第61話 幼少期の大変に不思議で恐ろしい経験……(12)

 そして反転だ──。


 それと同時に、僕は自分達二人。僕とコウちゃんよりも、洞窟の出口へと向かっている少年探検隊達。クラスメイトへと声を大にして叫び、呼ぶのだ──!
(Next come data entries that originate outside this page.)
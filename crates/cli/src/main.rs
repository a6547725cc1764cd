use api_rest::ApiDoc;
use clap::{Parser, Subcommand};
use recipes_core::{load_seed, Recipe, RecipeStore, UpdatePolicy, DEFAULT_SEED_FILE};
use std::path::PathBuf;
use utoipa::OpenApi;

#[derive(Parser)]
#[command(name = "recipes-cli")]
#[command(about = "Recipes service CLI")]
struct Cli {
    #[command(subcommand)]
    command: Option<Commands>,
}

#[derive(Subcommand)]
enum Commands {
    /// List the recipes in a seed file
    List {
        /// Seed file to read
        #[arg(long, default_value = DEFAULT_SEED_FILE)]
        file: PathBuf,
    },
    /// Search a seed file for recipes carrying a tag (case-insensitive)
    Search {
        /// Tag to match
        tag: String,
        /// Seed file to read
        #[arg(long, default_value = DEFAULT_SEED_FILE)]
        file: PathBuf,
    },
    /// Print the OpenAPI document of the REST API
    Openapi,
}

fn main() -> Result<(), Box<dyn std::error::Error>> {
    run(Cli::parse())
}

fn run(cli: Cli) -> Result<(), Box<dyn std::error::Error>> {
    match cli.command {
        Some(Commands::List { file }) => {
            let recipes = load_seed(&file)?;
            print_recipes(&recipes);
        }
        Some(Commands::Search { tag, file }) => {
            let store = RecipeStore::with_recipes(load_seed(&file)?, UpdatePolicy::default());
            print_recipes(&store.search_by_tag(&tag));
        }
        Some(Commands::Openapi) => {
            println!("{}", ApiDoc::openapi().to_pretty_json()?);
        }
        None => {
            println!("Use 'recipes-cli --help' for commands");
        }
    }

    Ok(())
}

fn print_recipes(recipes: &[Recipe]) {
    if recipes.is_empty() {
        println!("No recipes found.");
        return;
    }
    for recipe in recipes {
        println!("{}", describe(recipe));
    }
}

fn describe(recipe: &Recipe) -> String {
    format!(
        "ID: {}, Name: {}, Tags: [{}], Published: {}",
        recipe.id,
        recipe.name,
        recipe.tags.join(", "),
        recipe.published_at.to_rfc3339()
    )
}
「みんなぁあああ~! コウちゃんが転げて逃げ遅れている~」とね。


 すると? 僕とコウちゃん二人よりも先を走り、洞窟内の出口を目指していた少年探検隊達の駆け足の騒めきの響きが鳴り止むのだ。


 と、同時にね。


「うそ?」


「本当に?」


「ちょっと待っていてよ~」


「今から行くからね~」と。


 僕とコウちゃん達二人よりも先を急いでいた少年探検隊達。残りのメンバー達から声──返答がね。山彦のように洞窟内で声音が反響しながら返ってきたのだ。


 と、なれば?



 僕自身も勇気凛々──自身の心の奥底から湧いてくる。


 そして募れば──。


「コウちゃん~」


 と、声をだいにして叫びながら。倒れ、横たわり。起き上がろうと試みているコウちゃんの許へ慌てて、急ぎ足で駆け寄るのだ。


「コウちゃん。大丈夫?」


 と、優しく声をかけ──己の手を差し伸べながらだよ。